Ces dix dernières années, le nombre de navires classés en pertes totales a baissé, traduisant une meilleure maîtrise de risque, mais leurs coûts se sont envolés. Allianz Global Corporate & Specialty (AGCS), un des grands souscripteurs du transport maritime, est connu pour ses analyses à partir des demandes d’indemnisation qui renseignent sur les grandes tendances de la sinistralité maritime et documentent ainsi l’évolution de la sécurité maritime au niveau mondial.

Considérées sur un temps long (dix ans), les orientations positives se confirment puisque que le nombre de pertes totales de navires de plus de 100 GT  a chuté. Au début des années 1990, la flotte mondiale perdait plus de 200 navires par an. Depuis quatre ans, ce nombre se situe plutôt entre 50 et 75 par an. Cette baisse est d’autant plus notable que le bataillon a grossi en trente ans (+ 50 000 navires). Ainsi, les déclarations pour pertes totales se sont élevées à 54 en 2021 sur un ensemble de 3 000 incidents maritimes recensés contre 127 à la fin 2012, selon le rapport sur la sécurité maritime 2022 d’AGCS.

Toutefois, nuancent les auteurs d’un nouveau point d’étape, « plusieurs facteurs contribuent à une augmentation du montant des sinistres. Les incendies et explosions représentent aujourd’hui la première cause de sinistres en valeur. Et les avaries de cargaison sont la plus fréquente en raison de la hausse des sinistres attritionnels [petits sinistres, en jargon de l’assurance, NDLR] mais aussi à des montants plus élevés », fait valoir l’assureur.

Explosion des incendies

La grande problématique, qui émerge depuis quelques années, reste posée par l’explosion des… incendies, qui se sont matérialisés ces derniers temps par de spectaculaires incidents. Ils pèsent tellement lourds dans les montants d’indemnisation qu’ils ont délogé les naufrages et collisions, historiquement à la source de la plus grande occurrence d’accidents. 

D’après le recensement effectué par AGCS sur cinq ans – plus de 240 000 demandes d’indemnisation pour un montant de 9,2 Md€ au 31 décembre 2021–, les incendies ont représenté 18 % du total (soit 1,65 Md€) contre 13 % sur la précédente période janvier 2014-décembre 2018.

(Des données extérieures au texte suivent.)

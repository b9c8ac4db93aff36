//! The live host inventory selectors resolve against.

use crate::models::{ClusterSpec, HostSpec};

/// An immutable, name-sorted view of the cluster's hosts.
///
/// Sorting makes every selection (and therefore every planned graph)
/// deterministic for identical input.
#[derive(Debug, Clone)]
pub struct Inventory {
    hosts: Vec<HostSpec>,
}

impl Inventory {
    pub fn new(mut hosts: Vec<HostSpec>) -> Self {
        hosts.sort_by(|a, b| a.name.cmp(&b.name));
        Self { hosts }
    }

    pub fn from_spec(spec: &ClusterSpec) -> Self {
        Self::new(spec.hosts.clone())
    }

    pub fn hosts(&self) -> &[HostSpec] {
        &self.hosts
    }

    pub fn get(&self, name: &str) -> Option<&HostSpec> {
        self.hosts.iter().find(|h| h.name == name)
    }

    pub fn with_role<'a>(&'a self, role: &'a str) -> impl Iterator<Item = &'a HostSpec> {
        self.hosts.iter().filter(move |h| h.has_role(role))
    }

    pub fn len(&self) -> usize {
        self.hosts.len()
    }

    pub fn is_empty(&self) -> bool {
        self.hosts.is_empty()
    }
}

#[cfg(test)]
mod tests {
    use super::*;

    #[test]
    fn inventory_is_sorted_by_host_name() {
        let inv = Inventory::new(vec![
            HostSpec::new("node3", "10.0.0.3"),
            HostSpec::new("node1", "10.0.0.1"),
            HostSpec::new("node2", "10.0.0.2"),
        ]);
        let names: Vec<_> = inv.hosts().iter().map(|h| h.name.as_str()).collect();
        assert_eq!(names, vec!["node1", "node2", "node3"]);
    }

    #[test]
    fn with_role_filters_hosts() {
        let inv = Inventory::new(vec![
            HostSpec::new("cp1", "10.0.0.1").with_roles(["control-plane", "etcd"]),
            HostSpec::new("w1", "10.0.0.2").with_roles(["worker"]),
        ]);
        let etcd: Vec<_> = inv.with_role("etcd").map(|h| h.name.as_str()).collect();
        assert_eq!(etcd, vec!["cp1"]);
    }
}
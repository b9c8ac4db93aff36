//! Shared per-run context and the layered logging scope.
//!
//! Defined here (in the steps crate) so both the engine and individual step
//! implementations can import it without a circular dependency.

use std::sync::Arc;

use serde::{Deserialize, Serialize};
use tokio_util::sync::CancellationToken;
use uuid::Uuid;

use config::HostSpec;
use connector::{Connector, ConnectorError, ConnectorPool};

use crate::registry::StepRegistry;

// ---------------------------------------------------------------------------
// Scope
// ---------------------------------------------------------------------------

/// Which phase a hook guards.
#[derive(Debug, Clone, Copy, PartialEq, Eq, Serialize, Deserialize)]
#[serde(rename_all = "snake_case")]
pub enum HookEvent {
    PreRun,
    PostRun,
}

impl std::fmt::Display for HookEvent {
    fn fmt(&self, f: &mut std::fmt::Formatter<'_>) -> std::fmt::Result {
        match self {
            Self::PreRun => write!(f, "pre_run"),
            Self::PostRun => write!(f, "post_run"),
        }
    }
}

/// Layered observability labels carried by every hook and step execution:
/// pipeline, then module, then task (or hook event). Informational only —
/// never consulted for control flow.
#[derive(Debug, Clone, Default, PartialEq, Eq)]
pub struct Scope {
    pub pipeline: String,
    pub module: Option<String>,
    pub task: Option<String>,
    pub hook_event: Option<HookEvent>,
}

impl Scope {
    pub fn pipeline(name: impl Into<String>) -> Self {
        Self {
            pipeline: name.into(),
            ..Self::default()
        }
    }

    pub fn with_module(&self, name: impl Into<String>) -> Self {
        Self {
            module: Some(name.into()),
            ..self.clone()
        }
    }

    pub fn with_task(&self, name: impl Into<String>) -> Self {
        Self {
            task: Some(name.into()),
            ..self.clone()
        }
    }

    pub fn with_hook(&self, event: HookEvent) -> Self {
        Self {
            hook_event: Some(event),
            ..self.clone()
        }
    }
}

impl std::fmt::Display for Scope {
    fn fmt(&self, f: &mut std::fmt::Formatter<'_>) -> std::fmt::Result {
        write!(f, "{}", self.pipeline)?;
        if let Some(module) = &self.module {
            write!(f, "/{module}")?;
        }
        if let Some(task) = &self.task {
            write!(f, "/{task}")?;
        }
        if let Some(event) = &self.hook_event {
            write!(f, ":{event}")?;
        }
        Ok(())
    }
}

// ---------------------------------------------------------------------------
// RunContext
// ---------------------------------------------------------------------------

struct Shared {
    run_id: Uuid,
    dry_run: bool,
    cancel: CancellationToken,
    connectors: Arc<ConnectorPool>,
    registry: Arc<StepRegistry>,
}

/// Everything a step execution can reach: run identity, the per-run
/// connector pool, the injected step registry, the cancellation signal, and
/// its own [`Scope`]. Cheap to clone; the scope is the only per-clone state.
#[derive(Clone)]
pub struct RunContext {
    shared: Arc<Shared>,
    pub scope: Scope,
}

impl RunContext {
    pub fn new(
        pipeline: impl Into<String>,
        connectors: Arc<ConnectorPool>,
        registry: Arc<StepRegistry>,
    ) -> Self {
        Self {
            shared: Arc::new(Shared {
                run_id: Uuid::new_v4(),
                dry_run: false,
                cancel: CancellationToken::new(),
                connectors,
                registry,
            }),
            scope: Scope::pipeline(pipeline),
        }
    }

    /// Switch the run into dry-run mode. Must be called before execution
    /// starts; contexts already handed out keep the previous mode.
    pub fn with_dry_run(self, dry_run: bool) -> Self {
        let shared = Arc::new(Shared {
            run_id: self.shared.run_id,
            dry_run,
            cancel: self.shared.cancel.clone(),
            connectors: Arc::clone(&self.shared.connectors),
            registry: Arc::clone(&self.shared.registry),
        });
        Self {
            shared,
            scope: self.scope,
        }
    }

    pub fn with_cancel(self, cancel: CancellationToken) -> Self {
        let shared = Arc::new(Shared {
            run_id: self.shared.run_id,
            dry_run: self.shared.dry_run,
            cancel,
            connectors: Arc::clone(&self.shared.connectors),
            registry: Arc::clone(&self.shared.registry),
        });
        Self {
            shared,
            scope: self.scope,
        }
    }

    /// Derive a context carrying a more specific scope.
    pub fn scoped(&self, scope: Scope) -> Self {
        Self {
            shared: Arc::clone(&self.shared),
            scope,
        }
    }

    pub fn run_id(&self) -> Uuid {
        self.shared.run_id
    }

    pub fn dry_run(&self) -> bool {
        self.shared.dry_run
    }

    pub fn cancel_token(&self) -> &CancellationToken {
        &self.shared.cancel
    }

    pub fn is_cancelled(&self) -> bool {
        self.shared.cancel.is_cancelled()
    }

    pub fn registry(&self) -> &StepRegistry {
        &self.shared.registry
    }

    /// The host's session from the per-run pool, established on first use.
    pub async fn connector(&self, host: &HostSpec) -> Result<Arc<dyn Connector>, ConnectorError> {
        self.shared.connectors.get(host).await
    }
}
use std::any::Any;
use std::fmt;

// Type aliases for common types
pub type Payload = Box<dyn Any + Send>;

/// Process-local address of a service.
///
/// Handle `0` is reserved and means "no service"; it is used as the source of
/// messages that originate outside any service and as the idle marker in a
/// [`StallDetector`](crate::monitor::StallDetector).
#[derive(Clone, Copy, Debug, Default, PartialEq, Eq, Hash, PartialOrd, Ord)]
pub struct ServiceHandle(pub u32);

impl ServiceHandle {
    /// The reserved "no service" handle.
    pub const NONE: ServiceHandle = ServiceHandle(0);

    pub fn is_none(self) -> bool {
        self.0 == 0
    }
}

impl fmt::Display for ServiceHandle {
    fn fmt(&self, f: &mut fmt::Formatter<'_>) -> fmt::Result {
        write!(f, ":{:08x}", self.0)
    }
}

/// A message queued for a service.
pub struct Message {
    /// Sender of the message, [`ServiceHandle::NONE`] for external input.
    pub source: ServiceHandle,
    /// Request/response correlation id chosen by the sender.
    pub session: u32,
    /// Opaque body; its format belongs to the services exchanging it.
    pub payload: Payload,
}

impl Message {
    pub fn new(source: ServiceHandle, session: u32, payload: Payload) -> Self {
        Self { source, session, payload }
    }

    /// Attempts to view the payload as a concrete type.
    pub fn payload_ref<T: Any>(&self) -> Option<&T> {
        self.payload.downcast_ref::<T>()
    }
}

impl fmt::Debug for Message {
    fn fmt(&self, f: &mut fmt::Formatter<'_>) -> fmt::Result {
        f.debug_struct("Message")
            .field("source", &self.source)
            .field("session", &self.session)
            .finish_non_exhaustive()
    }
}
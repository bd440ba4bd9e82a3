//! # Stall Detection
//!
//! Each worker owns one [`StallDetector`]. The worker marks the start and end
//! of every message it dispatches; the watchdog periodically calls
//! [`StallDetector::check`] and flags a worker whose marker has not moved
//! since the previous check while a message is still in flight.
//!
//! ## Memory Ordering
//! The worker is the only writer of `version`, `source` and `destination`;
//! the watchdog is the only reader and the only user of `check_version`.
//! A stale read merely delays a report by one cycle, so relaxed loads are
//! sufficient except for `version`, which publishes the handle pair.

use std::fmt;
use std::sync::atomic::{AtomicU32, Ordering};

use crate::types::ServiceHandle;

/// A worker that has been dispatching the same message for a full watchdog
/// cycle.
#[derive(Debug, Clone, Copy, PartialEq, Eq)]
pub struct Stall {
    /// Sender of the message being processed.
    pub source: ServiceHandle,
    /// Service whose handler has not returned.
    pub destination: ServiceHandle,
    /// Progress version observed in two consecutive checks.
    pub version: u32,
}

impl fmt::Display for Stall {
    fn fmt(&self, f: &mut fmt::Formatter<'_>) -> fmt::Result {
        write!(
            f,
            "a message from [ {} ] to [ {} ] may be in an endless loop (version = {})",
            self.source, self.destination, self.version
        )
    }
}

/// Per-worker progress marker.
#[derive(Default)]
pub struct StallDetector {
    version: AtomicU32,
    check_version: AtomicU32,
    source: AtomicU32,
    destination: AtomicU32,
}

impl StallDetector {
    pub fn new() -> Self {
        Self::default()
    }

    /// Records that dispatch of a message from `source` to `destination`
    /// has begun.
    pub fn begin(&self, source: ServiceHandle, destination: ServiceHandle) {
        self.trigger(source, destination);
    }

    /// Records that the in-flight message has been fully handled.
    pub fn finish(&self) {
        self.trigger(ServiceHandle::NONE, ServiceHandle::NONE);
    }

    fn trigger(&self, source: ServiceHandle, destination: ServiceHandle) {
        self.source.store(source.0, Ordering::Relaxed);
        self.destination.store(destination.0, Ordering::Relaxed);
        self.version.fetch_add(1, Ordering::Release);
    }

    /// Compares the current progress version with the one seen by the
    /// previous call.
    ///
    /// Returns a [`Stall`] when nothing moved and a message is in flight.
    /// Otherwise remembers the current version for the next cycle.
    pub fn check(&self) -> Option<Stall> {
        let version = self.version.load(Ordering::Acquire);
        if version == self.check_version.load(Ordering::Relaxed) {
            let destination = ServiceHandle(self.destination.load(Ordering::Relaxed));
            if !destination.is_none() {
                return Some(Stall {
                    source: ServiceHandle(self.source.load(Ordering::Relaxed)),
                    destination,
                    version,
                });
            }
        } else {
            self.check_version.store(version, Ordering::Relaxed);
        }
        None
    }

    /// Current progress version. Every `begin` and `finish` advances it.
    pub fn version(&self) -> u32 {
        self.version.load(Ordering::Acquire)
    }

    /// Destination of the in-flight message, if any.
    pub fn in_flight(&self) -> Option<ServiceHandle> {
        let destination = ServiceHandle(self.destination.load(Ordering::Relaxed));
        (!destination.is_none()).then_some(destination)
    }
}

impl fmt::Debug for StallDetector {
    fn fmt(&self, f: &mut fmt::Formatter<'_>) -> fmt::Result {
        f.debug_struct("StallDetector")
            .field("version", &self.version.load(Ordering::Relaxed))
            .field("in_flight", &self.in_flight())
            .finish()
    }
}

Les « origines du mal » ont été largement documentées. Les irrégularités ou la non-déclaration de marchandises dangereuses figurent souvent parmi les facteurs en cause. Il est estimé qu’environ 5 % des conteneurs transportés contiennent des marchandises dangereuses non déclarées. Or, le fret est manipulé et placé à bord selon des règles spécifiques de manutention, d’arrimage et de stockage, en fonction de son contenu et de son poids, indiqués par le chargeur ou le transitaire.

L’Union internationale des assurances maritimes (IUMI) a par ailleurs constaté une augmentation des incendies dans les salles des machines. « Ce phénomène pourrait révéler un risque sous-jacent lié aux compétences de l’équipage et aux technologies modernes », note à ce propos Allianz.

Les nouveaux risques posés par les véhicules électriques 

Un phénomène plus récent, qui va de pair avec l’essor de la voiture électrique, inquiète de plus en plus : les batteries lithium-ion – inflammables, explosives, toxiques –, sur les véhicules électriques ou en cargaison, qui ne sont pas stockées, manipulées ou transportées correctement.

Le Felicity Ace a traumatisé la communauté maritime, a fortiori les exploitants de car-carriers. Le navire de 6 400 CEU (Car Equivalent unit), exploité par Snowcape Car Carriers, la filiale de l’armateur japonais MOL, a pris feu mi-février au large de l'archipel portugais des Açores et a fini par sombrer avec ses 3 965 voitures, d’une valeur estimée à plus 400 M$, du fait de la présence à bord de Bentley, Porsche et autres berlines de luxe.

L’accident pourrait se matérialiser par des pertes de l’ordre de 155 M$ pour le seul groupe allemand Volkswagen, propriétaire de nombreuses marques embarquées. MOL avait connu un précédent avec le Sincerity Ace en 2018 si bien qu’en avril, le transporteur japonais a annoncé qu’il cesserait de transporter des voitures équipées de batterie au lithium. 

Des règles absentes 

Selon l’association Robin des Bois « au moins 400 voitures à bord du Felicity Ace étaient des véhicules électriques ou hybrides équipés de packs de batteries au lithium chargées au moment du départ à 75 %. » L’ONG a référencé pas moins de huit navires depuis 2015 qui ont tous fini à la casse pour des raisons similaires. Parmi ceux-ci, le Hoegh Xiamen (2 400 voitures), dont les départs de feux ont été attribués à un défaut de déconnexion et d’amarrage des batteries de véhicules, les Diamond Highway, Grande America (2 000 voitures dont des Porsche et des Audi pour le Brésil et des véhicules d'occasion pour l'Afrique), Sincerity Ace, Baltic Breeze, Auto Banner (2 438 voitures), Silver Sky ou encore le Courage.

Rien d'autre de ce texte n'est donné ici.